IKEA is owned and operated by a complicated array of not-for-profit and for-profit corporations. The corporate structure is divided into two main parts: operations and franchising.

Inter IKEA Systems is owned by Inter IKEA Holding BV, a company registered in the Netherlands, formerly registered in Luxembourg (under the name Inter IKEA Holding SA). Inter IKEA Holding, in turn, is owned by the Interogo Foundation, based in Liechtenstein. [105] [106] In 2016, the INGKA Holding sold its design, manufacturing and logistics subsidiaries to Inter IKEA Holding. [107]

In June 2013, Ingvar Kamprad resigned from the board of Inter IKEA Holding SA and his youngest son Mathias Kamprad replaced Per Ludvigsson as the chairman of the holding company. Following his decision to step down, the 87-year-old founder explained, "I see this as a good time for me to leave the board of Inter IKEA Group. By that we are also taking another step in the generation shift that has been ongoing for some years." [108] After the 2016 company restructure, Inter IKEA Holding SA no longer exists, having reincorporated in the Netherlands. Mathias Kamprad became a board member of the Inter IKEA Group and the Interogo Foundation. [109] Mathias and his two older brothers, who also have leadership roles at IKEA, work on the corporation's overall vision and long-term strategy. [108]

Control by Kamprad Edit

Along with helping IKEA make a non-taxable profit, IKEA's complicated corporate structure allowed Kamprad to maintain tight control over the operations of INGKA Holding, and thus the operation of most IKEA stores. The INGKA Foundation's five-person executive committee was chaired by Kamprad. It appoints a board of INGKA Holding, approves any changes to INGKA Holding's bylaws, and has the right to preempt new share issues. If a member of the executive committee quits or dies, the other four members appoint his or her replacement.

In Kamprad's absence, the foundation's bylaws include specific provisions requiring it to continue operating the INGKA Holding group and specifying that shares can be sold only to another foundation with the same objectives as the INGKA Foundation. [105]

Financial information Edit

The net profit of IKEA Group (which does not include Inter IKEA systems) in fiscal year 2009 (after paying franchise fees to Inter IKEA systems) was €2.538 billion on sales of €21.846 billion. Because INGKA Holding is owned by the nonprofit INGKA Foundation, none of this profit is taxed. The foundation's nonprofit status also means that the Kamprad family cannot reap these profits directly, but the Kamprads do collect a portion of IKEA sales profits through the franchising relationship between INGKA Holding and Inter IKEA Systems.

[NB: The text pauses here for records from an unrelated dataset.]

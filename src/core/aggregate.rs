// Copyright 2026 Google LLC
//
// Licensed under the Apache License, Version 2.0 <LICENSE-APACHE or
// https://www.apache.org/licenses/LICENSE-2.0> or the MIT license
// <LICENSE-MIT or https://opensource.org/licenses/MIT>, at your
// option. This file may not be copied, modified, or distributed
// except according to those terms.

//! Aggregation pipeline: sampling workers send batches of samples through a
//! bounded queue to a single thread that folds them.

use super::sequential::Sink;
use super::sync::OnceFlag;
use crate::error::{Error, Result};
use crate::macros::{log_debug, log_error, log_warn};
use crate::outcome::Advisory;
use crossbeam_channel::{Receiver, RecvTimeoutError, SendError, Sender, TrySendError};
use std::num::NonZeroUsize;
use std::ops::ControlFlow;
use std::time::Duration;

/// Message sent from a sampling worker to the aggregator.
pub enum Message<T> {
    /// A batch of samples.
    Batch(Vec<T>),
    /// The sending worker won't send any more samples.
    Done,
}

/// Capacity of the queue fed by the given number of sampling workers.
pub fn queue_capacity(num_samplers: NonZeroUsize) -> usize {
    2 * num_samplers.get()
}

/// A sink batching samples and sending them to the aggregator.
///
/// Dropping the sink flushes the last partial batch and sends exactly one
/// [`Message::Done`], even if the worker is panicking.
pub struct BatchSink<'a, T> {
    /// Worker index.
    id: usize,
    batch: Vec<T>,
    batch_size: NonZeroUsize,
    sender: Sender<Message<T>>,
    /// Raised the first time any worker finds the queue full.
    backpressure: &'a OnceFlag,
    /// Whether the aggregator hung up.
    disconnected: bool,
}

impl<'a, T> BatchSink<'a, T> {
    /// Creates a sink sending batches of `batch_size` samples.
    pub fn new(
        id: usize,
        batch_size: NonZeroUsize,
        sender: Sender<Message<T>>,
        backpressure: &'a OnceFlag,
    ) -> Self {
        Self {
            id,
            batch: Vec::with_capacity(batch_size.get()),
            batch_size,
            sender,
            backpressure,
            disconnected: false,
        }
    }

    /// Sends a message, blocking while the queue is full.
    fn send(&mut self, message: Message<T>) -> ControlFlow<()> {
        if self.disconnected {
            return ControlFlow::Break(());
        }
        let result = match self.sender.try_send(message) {
            Ok(()) => Ok(()),
            Err(TrySendError::Full(message)) => {
                if self.backpressure.raise() {
                    log_warn!(
                        "The aggregation queue is full: the fold function cannot keep up with the samplers"
                    );
                }
                self.sender.send(message)
            }
            Err(TrySendError::Disconnected(message)) => Err(SendError(message)),
        };
        match result {
            Ok(()) => ControlFlow::Continue(()),
            Err(_) => {
                log_error!(
                    "[thread {}] The aggregator hung up, stopping this worker",
                    self.id
                );
                self.disconnected = true;
                ControlFlow::Break(())
            }
        }
    }

    /// Sends the pending samples, if any.
    fn flush(&mut self) -> ControlFlow<()> {
        if self.batch.is_empty() {
            return ControlFlow::Continue(());
        }
        let batch = std::mem::replace(
            &mut self.batch,
            Vec::with_capacity(self.batch_size.get()),
        );
        self.send(Message::Batch(batch))
    }
}

impl<T> Sink<T> for BatchSink<'_, T> {
    fn push(mut self, sample: T) -> ControlFlow<Self, Self> {
        Vec::push(&mut self.batch, sample);
        if self.batch.len() < self.batch_size.get() {
            return ControlFlow::Continue(self);
        }
        match self.flush() {
            ControlFlow::Continue(()) => ControlFlow::Continue(self),
            ControlFlow::Break(()) => ControlFlow::Break(self),
        }
    }
}

impl<T> Drop for BatchSink<'_, T> {
    fn drop(&mut self) {
        // A panicking worker may leave an inconsistent batch behind.
        if !std::thread::panicking() {
            let _ = self.flush();
        }
        log_debug!("[thread {}] Sending the done marker", self.id);
        let _ = self.send(Message::Done);
    }
}

/// Folds all the samples received on the queue, until every one of the
/// `num_samplers` workers has sent [`Message::Done`], then sends the
/// accumulator and the number of folded samples on `result`.
///
/// If the queue is disconnected early, nothing is sent.
pub fn aggregate<T, A>(
    receiver: Receiver<Message<T>>,
    combine: impl Fn(A, T) -> A,
    initial: A,
    num_samplers: usize,
    result: Sender<(A, usize)>,
) {
    let mut acc = initial;
    let mut count = 0;
    let mut finished_workers = 0;
    while finished_workers < num_samplers {
        match receiver.recv() {
            Ok(Message::Batch(batch)) => {
                for sample in batch {
                    acc = combine(acc, sample);
                    count += 1;
                }
            }
            Ok(Message::Done) => {
                finished_workers += 1;
                log_debug!(
                    "[aggregator] {finished_workers}/{num_samplers} workers are done, {count} samples folded"
                );
            }
            Err(_) => {
                log_error!("[aggregator] The queue was disconnected before all workers were done");
                return;
            }
        }
    }
    if result.send((acc, count)).is_err() {
        log_error!("[aggregator] Nobody is waiting for the folded result");
    }
}

/// Waits until the aggregator sends its result.
///
/// Each wait lasts at most `timeout`. On the first timeout, an
/// [`Advisory::AggregatorSlow`] is recorded and the wait goes on. If the
/// aggregator hung up without a result, this fails with
/// [`Error::FoldingCrashed`].
pub fn await_result<R>(
    result: &Receiver<R>,
    timeout: Duration,
    advisories: &mut Vec<Advisory>,
) -> Result<R> {
    loop {
        match result.recv_timeout(timeout) {
            Ok(result) => return Ok(result),
            Err(RecvTimeoutError::Timeout) => {
                if !advisories.contains(&Advisory::AggregatorSlow) {
                    log_warn!(
                        "The folding thread didn't respond within {timeout:?}, still waiting for it"
                    );
                    advisories.push(Advisory::AggregatorSlow);
                }
            }
            Err(RecvTimeoutError::Disconnected) => {
                log_error!("The folding thread terminated without a result");
                return Err(Error::FoldingCrashed);
            }
        }
    }
}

Inter IKEA Systems collected €631 million of franchise fees in 2004 but reported pre-tax profits of only €225 million in 2004. One of the major pre-tax expenses that Inter IKEA systems reported was €590 million of "other operating charges". IKEA has refused to explain these charges, but Inter IKEA Systems appears to make large payments to I.I. Holding, another Luxembourg-registered group that, according to The Economist, "is almost certain to be controlled by the Kamprad family." I.I. Holding made a profit of €328 million in 2004.

In 2004, the Inter IKEA group of companies and I.I. Holding reported combined profits of €553m and paid €19m in taxes, or approximately 3.5 percent. [105]

Public Eye (formerly known as Erklärung von Bern, literally The Berne Declaration), a non-profit organisation in Switzerland that promotes corporate responsibility, has formally criticised IKEA for its tax avoidance strategies. In 2007, the organisation nominated IKEA for one of its Public Eye "awards", which highlight corporate irresponsibility and are announced during the World Economic Forum in Davos, Switzerland. [110]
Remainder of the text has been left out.